TORONTO - Robert Munsch, the children's author whose fertile imagination has produced beloved books including "Love You Forever" and "The Paper Bag Princess," says he's been unable to create new stories since suffering a stroke four months ago.

"I try to do poetry and make up stories and it doesn't work, and (the doctors) told me that I should probably wait for a year for that to come back," he said in a recent interview from his home in Guelph, Ont.

"It teaches you to be very patient."

Munsch, 63, was unable to speak for two days after the stroke in August. He calls it an "excruciating time."

"When I realized I couldn't talk, it was: `Well that's that,"' said the author, who used to do about 50 storytelling gigs a year.

"I didn't know if it was going to come back or not -- you know, put me out to pasture. Happily, it came back."

Munsch was able to recover enough to go through with a brief Ontario book tour in the fall. And, he's scheduled to do a reading as part of the 11th annual Family Literacy Day on Jan. 27.

Once he's fulfilled that obligation, however, he plans to retreat from the spotlight.

"I just scrubbed everything," said Munsch, who has been involved in Family Literacy Day, organized by ABC Canada Literacy Foundation, for six years.

While on hiatus, he plans to edit the whopping 51 book drafts he had on the go before his stroke.

"I'm just reworking the stuff that I have. I'm not doing new stuff," said Munsch, who has already written more than 50 books, the first of which was "Mud Puddle."

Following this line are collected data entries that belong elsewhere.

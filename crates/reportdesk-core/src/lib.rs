//! # reportdesk-core
//!
//! Core crate for Reportdesk. Contains configuration schemas and the
//! unified error system shared by every other crate.
//!
//! This crate has **no** internal dependencies on other Reportdesk crates.

pub mod config;
pub mod error;
pub mod result;

pub use error::{AppError, ErrorKind};
pub use result::AppResult;
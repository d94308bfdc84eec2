//! Table and JSON output formatting for CLI commands.

use serde::Serialize;
use tabled::{Table, Tabled};

/// Output format selection
#[derive(Debug, Clone, Copy, PartialEq, Eq, clap::ValueEnum)]
pub enum OutputFormat {
    /// Human-readable table
    Table,
    /// JSON output
    Json,
}

impl Default for OutputFormat {
    fn default() -> Self {
        Self::Table
    }
}

/// Print a list of items in the selected format
pub fn print_list<T: Serialize + Tabled>(items: &[T], format: OutputFormat) {
    match format {
        OutputFormat::Table => {
            if items.is_empty() {
                println!("No results found.");
            } else {
                let table = Table::new(items).to_string();
                println!("{}", table);
            }
        }
        OutputFormat::Json => {
            let json = serde_json::to_string_pretty(items).unwrap_or_else(|_| "[]".to_string());
            println!("{}", json);
        }
    }
}

/// Print a single item in the selected format
pub fn print_item<T: Serialize + std::fmt::Debug>(item: &T, format: OutputFormat) {
    match format {
        OutputFormat::Table => {
            println!("{:#?}", item);
        }
        OutputFormat::Json => {
            let json = serde_json::to_string_pretty(item).unwrap_or_else(|_| "{}".to_string());
            println!("{}", json);
        }
    }
}

/// Print a success message
pub fn print_success(msg: &str) {
    println!("✓ {}", msg);
}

The soft-spoken wordsmith said he didn't know what had happened when he woke up one day last summer and couldn't speak. His wife, Ann, drove him to the local hospital, where he stayed for just two days.

"It didn't affect my physically; there was no physio(therapy)," said Munsch, who was born in Pittsburgh and studied to be a Jesuit priest before he decided to work in preschools, where he got his start as a storyteller.

"I could even drive my car, it turned out. But what I couldn't do was talk."

His 28-year-old son, Andrew, flew in from South Korea to be with him, alongside daughters Julie, 32, and Tyya, 23.

"They were very upset," admitted Munsch. "When they came home and I couldn't talk, they didn't know how to deal with it."

The author said he'll probably have to take blood-thinning pills for the rest of his life, but believes things could be much worse.

"I was lucky enough to have the stroke in a bunch of nerves that connect the top of the brain to the bottom of the brain," he explained.

"The top of the brain is still all working. If I'd had it in the frontal lobes or the speech area, I could've had speech just wiped out -- just gone."

Still, he can't push himself too much.

While on the mini book tour in the fall, "they would put me in a bus and I would sleep," he said.

"The need to sleep is one of the big things that a stroke does to you so I have to be careful that I get enough sleep."

He also sometimes has trouble constructing his sentences -- "mini periods of aphasia," he called it.

"But it gets lost in conversation," he added. "You don't notice it."

Munsch still wants to maintain his average of two published books per year, one in the spring and one in the fall. The next title scheduled to hit shelves is "Down the Drain," about a young boy who has a mishap during bath time.